_Problem_
Each record below should be printed exactly as it was written.

_Input_
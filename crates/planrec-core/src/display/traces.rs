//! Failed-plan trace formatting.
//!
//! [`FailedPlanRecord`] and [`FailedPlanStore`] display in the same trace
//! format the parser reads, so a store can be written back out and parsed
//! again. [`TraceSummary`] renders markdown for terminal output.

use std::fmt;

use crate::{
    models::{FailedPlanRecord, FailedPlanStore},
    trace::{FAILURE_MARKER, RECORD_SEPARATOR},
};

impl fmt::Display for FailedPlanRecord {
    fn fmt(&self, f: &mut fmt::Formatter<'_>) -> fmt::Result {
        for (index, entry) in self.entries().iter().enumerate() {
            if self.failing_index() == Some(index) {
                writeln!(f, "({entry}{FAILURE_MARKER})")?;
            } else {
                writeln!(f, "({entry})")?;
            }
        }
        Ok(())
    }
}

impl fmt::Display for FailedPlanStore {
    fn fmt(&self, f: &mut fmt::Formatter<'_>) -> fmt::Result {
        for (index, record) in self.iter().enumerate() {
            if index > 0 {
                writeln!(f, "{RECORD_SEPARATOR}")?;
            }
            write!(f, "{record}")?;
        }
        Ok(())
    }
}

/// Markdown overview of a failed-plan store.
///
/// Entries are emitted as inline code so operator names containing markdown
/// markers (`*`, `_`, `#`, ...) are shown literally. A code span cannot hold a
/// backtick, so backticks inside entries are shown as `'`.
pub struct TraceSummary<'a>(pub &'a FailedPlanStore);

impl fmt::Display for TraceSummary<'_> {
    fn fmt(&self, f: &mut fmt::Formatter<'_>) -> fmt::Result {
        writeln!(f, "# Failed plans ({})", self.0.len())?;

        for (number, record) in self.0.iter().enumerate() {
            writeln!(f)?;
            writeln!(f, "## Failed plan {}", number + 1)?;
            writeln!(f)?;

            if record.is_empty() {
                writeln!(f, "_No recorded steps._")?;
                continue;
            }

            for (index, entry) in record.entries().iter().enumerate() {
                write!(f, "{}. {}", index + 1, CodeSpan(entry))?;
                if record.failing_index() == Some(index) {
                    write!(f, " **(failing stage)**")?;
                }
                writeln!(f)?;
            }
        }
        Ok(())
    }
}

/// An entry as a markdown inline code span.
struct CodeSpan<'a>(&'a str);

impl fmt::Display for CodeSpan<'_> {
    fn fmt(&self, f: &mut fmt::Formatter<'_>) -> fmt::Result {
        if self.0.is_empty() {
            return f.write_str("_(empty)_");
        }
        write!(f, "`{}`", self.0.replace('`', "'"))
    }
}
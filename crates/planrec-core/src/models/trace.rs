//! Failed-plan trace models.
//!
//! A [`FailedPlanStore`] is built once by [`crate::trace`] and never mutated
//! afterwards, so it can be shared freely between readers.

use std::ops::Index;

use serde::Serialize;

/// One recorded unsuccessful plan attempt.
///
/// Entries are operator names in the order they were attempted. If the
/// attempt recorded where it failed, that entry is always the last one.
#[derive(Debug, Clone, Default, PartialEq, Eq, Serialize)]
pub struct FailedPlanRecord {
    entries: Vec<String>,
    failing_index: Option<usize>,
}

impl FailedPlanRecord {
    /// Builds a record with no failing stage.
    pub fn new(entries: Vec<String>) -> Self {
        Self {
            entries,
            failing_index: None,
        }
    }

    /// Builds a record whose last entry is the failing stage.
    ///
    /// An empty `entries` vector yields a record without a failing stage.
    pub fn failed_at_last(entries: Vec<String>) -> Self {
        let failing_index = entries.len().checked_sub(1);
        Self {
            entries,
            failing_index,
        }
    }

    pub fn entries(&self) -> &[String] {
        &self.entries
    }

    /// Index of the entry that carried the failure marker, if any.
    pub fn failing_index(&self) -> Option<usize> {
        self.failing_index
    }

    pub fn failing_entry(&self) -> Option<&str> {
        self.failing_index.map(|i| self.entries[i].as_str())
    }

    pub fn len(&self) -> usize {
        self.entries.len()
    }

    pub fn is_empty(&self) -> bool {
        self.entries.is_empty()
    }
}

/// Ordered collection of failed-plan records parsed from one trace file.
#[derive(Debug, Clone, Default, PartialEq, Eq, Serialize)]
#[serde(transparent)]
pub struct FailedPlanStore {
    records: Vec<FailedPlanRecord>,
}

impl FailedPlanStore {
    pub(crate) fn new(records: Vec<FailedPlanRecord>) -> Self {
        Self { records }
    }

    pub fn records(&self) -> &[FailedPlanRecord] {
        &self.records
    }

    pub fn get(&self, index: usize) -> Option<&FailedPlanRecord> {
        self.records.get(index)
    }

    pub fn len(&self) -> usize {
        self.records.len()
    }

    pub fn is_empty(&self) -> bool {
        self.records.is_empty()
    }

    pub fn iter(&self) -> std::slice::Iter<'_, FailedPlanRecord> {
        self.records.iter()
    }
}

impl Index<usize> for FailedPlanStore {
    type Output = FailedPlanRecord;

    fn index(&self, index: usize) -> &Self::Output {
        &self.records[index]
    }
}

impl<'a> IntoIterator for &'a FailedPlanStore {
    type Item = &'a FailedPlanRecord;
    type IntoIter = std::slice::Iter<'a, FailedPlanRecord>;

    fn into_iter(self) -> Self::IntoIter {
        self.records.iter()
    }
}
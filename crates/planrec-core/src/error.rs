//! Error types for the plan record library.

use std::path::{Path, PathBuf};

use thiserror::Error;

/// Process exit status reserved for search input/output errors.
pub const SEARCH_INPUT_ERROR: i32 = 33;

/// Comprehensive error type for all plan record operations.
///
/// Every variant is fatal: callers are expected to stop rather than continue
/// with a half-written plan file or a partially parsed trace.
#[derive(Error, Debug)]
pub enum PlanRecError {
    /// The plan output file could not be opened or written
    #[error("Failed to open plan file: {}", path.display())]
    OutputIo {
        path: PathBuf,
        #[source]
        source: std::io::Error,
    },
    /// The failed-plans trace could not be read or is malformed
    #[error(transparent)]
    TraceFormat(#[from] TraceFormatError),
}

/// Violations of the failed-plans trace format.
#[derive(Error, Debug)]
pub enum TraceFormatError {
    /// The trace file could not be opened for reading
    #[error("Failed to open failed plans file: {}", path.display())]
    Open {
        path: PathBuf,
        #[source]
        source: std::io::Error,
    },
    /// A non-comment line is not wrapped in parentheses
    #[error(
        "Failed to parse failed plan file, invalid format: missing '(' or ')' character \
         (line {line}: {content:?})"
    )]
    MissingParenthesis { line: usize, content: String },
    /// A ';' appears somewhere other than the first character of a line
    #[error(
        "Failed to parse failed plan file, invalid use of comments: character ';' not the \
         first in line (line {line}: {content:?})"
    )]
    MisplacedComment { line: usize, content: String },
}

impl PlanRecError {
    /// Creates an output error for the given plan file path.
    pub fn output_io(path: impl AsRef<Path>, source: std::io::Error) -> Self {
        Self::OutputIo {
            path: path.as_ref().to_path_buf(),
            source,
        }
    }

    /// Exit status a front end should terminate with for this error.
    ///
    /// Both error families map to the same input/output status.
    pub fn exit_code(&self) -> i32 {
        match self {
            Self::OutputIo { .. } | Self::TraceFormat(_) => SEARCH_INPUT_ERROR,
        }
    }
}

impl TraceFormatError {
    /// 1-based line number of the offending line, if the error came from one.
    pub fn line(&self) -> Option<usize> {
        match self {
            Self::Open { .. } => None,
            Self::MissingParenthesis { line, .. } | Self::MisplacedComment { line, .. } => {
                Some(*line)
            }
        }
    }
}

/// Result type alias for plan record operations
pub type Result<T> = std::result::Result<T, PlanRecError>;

_Answer below_
filename crates/planrec-core/src/display/traces.rs
//! Failed-plan trace formatting.
//!
//! [`FailedPlanRecord`] and [`FailedPlanStore`] display in the same trace
//! format the parser reads, so a store can be written back out and parsed
//! again. [`TraceSummary`] renders markdown for terminal output.

use std::fmt;

use crate::{
    models::{FailedPlanRecord, FailedPlanStore},
    trace::{FAILURE_MARKER, RECORD_SEPARATOR},
};

impl fmt::Display for FailedPlanRecord {
    fn fmt(&self, f: &mut fmt::Formatter<'_>) -> fmt::Result {
        for (index, entry) in self.entries().iter().enumerate() {
            if self.failing_index() == Some(index) {
                writeln!(f, "({entry}{FAILURE_MARKER})")?;
            } else {
                writeln!(f, "({entry})")?;
            }
        }
        Ok(())
    }
}

impl fmt::Display for FailedPlanStore {
    fn fmt(&self, f: &mut fmt::Formatter<'_>) -> fmt::Result {
        for (index, record) in self.iter().enumerate() {
            if index > 0 {
                writeln!(f, "{RECORD_SEPARATOR}")?;
            }
            write!(f, "{record}")?;
        }
        Ok(())
    }
}

/// Markdown overview of a failed-plan store.
///
/// Entries are emitted as inline code so operator names containing markdown
/// markers (`*`, `_`, `#`, ...) are shown literally. A code span cannot hold a
/// backtick, so backticks inside entries are shown as `'`.
pub struct TraceSummary<'a>(pub &'a FailedPlanStore);

impl fmt::Display for TraceSummary<'_> {
    fn fmt(&self, f: &mut fmt::Formatter<'_>) -> fmt::Result {
        writeln!(f, "# Failed plans ({})", self.0.len())?;

        for (number, record) in self.0.iter().enumerate() {
            writeln!(f)?;
            writeln!(f, "## Failed plan {}", number + 1)?;
            writeln!(f)?;

            if record.is_empty() {
                writeln!(f, "_No recorded steps._")?;
                continue;
            }

            for (index, entry) in record.entries().iter().enumerate() {
                write!(f, "{}. {}", index + 1, CodeSpan(entry))?;
                if record.failing_index() == Some(index) {
                    write!(f, " **(failing stage)**")?;
                }
                writeln!(f)?;
            }
        }
        Ok(())
    }
}

/// An entry as a markdown inline code span.
struct CodeSpan<'a>(&'a str);

impl fmt::Display for CodeSpan<'_> {
    fn fmt(&self, f: &mut fmt::Formatter<'_>) -> fmt::Result {
        if self.0.is_empty() {
            return f.write_str("_(empty)_");
        }
        write!(f, "`{}`", self.0.replace('`', "'"))
    }
}
filename crates/planrec-core/src/models/trace.rs
//! Failed-plan trace models.
//!
//! A [`FailedPlanStore`] is built once by [`crate::trace`] and never mutated
//! afterwards, so it can be shared freely between readers.

use std::ops::Index;

use serde::Serialize;

/// One recorded unsuccessful plan attempt.
///
/// Entries are operator names in the order they were attempted. If the
/// attempt recorded where it failed, that entry is always the last one.
#[derive(Debug, Clone, Default, PartialEq, Eq, Serialize)]
pub struct FailedPlanRecord {
    entries: Vec<String>,
    failing_index: Option<usize>,
}

impl FailedPlanRecord {
    /// Builds a record with no failing stage.
    pub fn new(entries: Vec<String>) -> Self {
        Self {
            entries,
            failing_index: None,
        }
    }

    /// Builds a record whose last entry is the failing stage.
    ///
    /// An empty `entries` vector yields a record without a failing stage.
    pub fn failed_at_last(entries: Vec<String>) -> Self {
        let failing_index = entries.len().checked_sub(1);
        Self {
            entries,
            failing_index,
        }
    }

    pub fn entries(&self) -> &[String] {
        &self.entries
    }

    /// Index of the entry that carried the failure marker, if any.
    pub fn failing_index(&self) -> Option<usize> {
        self.failing_index
    }

    pub fn failing_entry(&self) -> Option<&str> {
        self.failing_index.map(|i| self.entries[i].as_str())
    }

    pub fn len(&self) -> usize {
        self.entries.len()
    }

    pub fn is_empty(&self) -> bool {
        self.entries.is_empty()
    }
}

/// Ordered collection of failed-plan records parsed from one trace file.
#[derive(Debug, Clone, Default, PartialEq, Eq, Serialize)]
#[serde(transparent)]
pub struct FailedPlanStore {
    records: Vec<FailedPlanRecord>,
}

impl FailedPlanStore {
    pub(crate) fn new(records: Vec<FailedPlanRecord>) -> Self {
        Self { records }
    }

    pub fn records(&self) -> &[FailedPlanRecord] {
        &self.records
    }

    pub fn get(&self, index: usize) -> Option<&FailedPlanRecord> {
        self.records.get(index)
    }

    pub fn len(&self) -> usize {
        self.records.len()
    }

    pub fn is_empty(&self) -> bool {
        self.records.is_empty()
    }

    pub fn iter(&self) -> std::slice::Iter<'_, FailedPlanRecord> {
        self.records.iter()
    }
}

impl Index<usize> for FailedPlanStore {
    type Output = FailedPlanRecord;

    fn index(&self, index: usize) -> &Self::Output {
        &self.records[index]
    }
}

impl<'a> IntoIterator for &'a FailedPlanStore {
    type Item = &'a FailedPlanRecord;
    type IntoIter = std::slice::Iter<'a, FailedPlanRecord>;

    fn into_iter(self) -> Self::IntoIter {
        self.records.iter()
    }
}
filename crates/planrec-core/src/error.rs
//! Error types for the plan record library.

use std::path::{Path, PathBuf};

use thiserror::Error;

/// Process exit status reserved for search input/output errors.
pub const SEARCH_INPUT_ERROR: i32 = 33;

/// Comprehensive error type for all plan record operations.
///
/// Every variant is fatal: callers are expected to stop rather than continue
/// with a half-written plan file or a partially parsed trace.
#[derive(Error, Debug)]
pub enum PlanRecError {
    /// The plan output file could not be opened or written
    #[error("Failed to open plan file: {}", path.display())]
    OutputIo {
        path: PathBuf,
        #[source]
        source: std::io::Error,
    },
    /// The failed-plans trace could not be read or is malformed
    #[error(transparent)]
    TraceFormat(#[from] TraceFormatError),
}

/// Violations of the failed-plans trace format.
#[derive(Error, Debug)]
pub enum TraceFormatError {
    /// The trace file could not be opened for reading
    #[error("Failed to open failed plans file: {}", path.display())]
    Open {
        path: PathBuf,
        #[source]
        source: std::io::Error,
    },
    /// A non-comment line is not wrapped in parentheses
    #[error(
        "Failed to parse failed plan file, invalid format: missing '(' or ')' character \
         (line {line}: {content:?})"
    )]
    MissingParenthesis { line: usize, content: String },
    /// A ';' appears somewhere other than the first character of a line
    #[error(
        "Failed to parse failed plan file, invalid use of comments: character ';' not the \
         first in line (line {line}: {content:?})"
    )]
    MisplacedComment { line: usize, content: String },
}

impl PlanRecError {
    /// Creates an output error for the given plan file path.
    pub fn output_io(path: impl AsRef<Path>, source: std::io::Error) -> Self {
        Self::OutputIo {
            path: path.as_ref().to_path_buf(),
            source,
        }
    }

    /// Exit status a front end should terminate with for this error.
    ///
    /// Both error families map to the same input/output status.
    pub fn exit_code(&self) -> i32 {
        match self {
            Self::OutputIo { .. } | Self::TraceFormat(_) => SEARCH_INPUT_ERROR,
        }
    }
}

impl TraceFormatError {
    /// 1-based line number of the offending line, if the error came from one.
    pub fn line(&self) -> Option<usize> {
        match self {
            Self::Open { .. } => None,
            Self::MissingParenthesis { line, .. } | Self::MisplacedComment { line, .. } => {
                Some(*line)
            }
        }
    }
}

/// Result type alias for plan record operations
pub type Result<T> = std::result::Result<T, PlanRecError>;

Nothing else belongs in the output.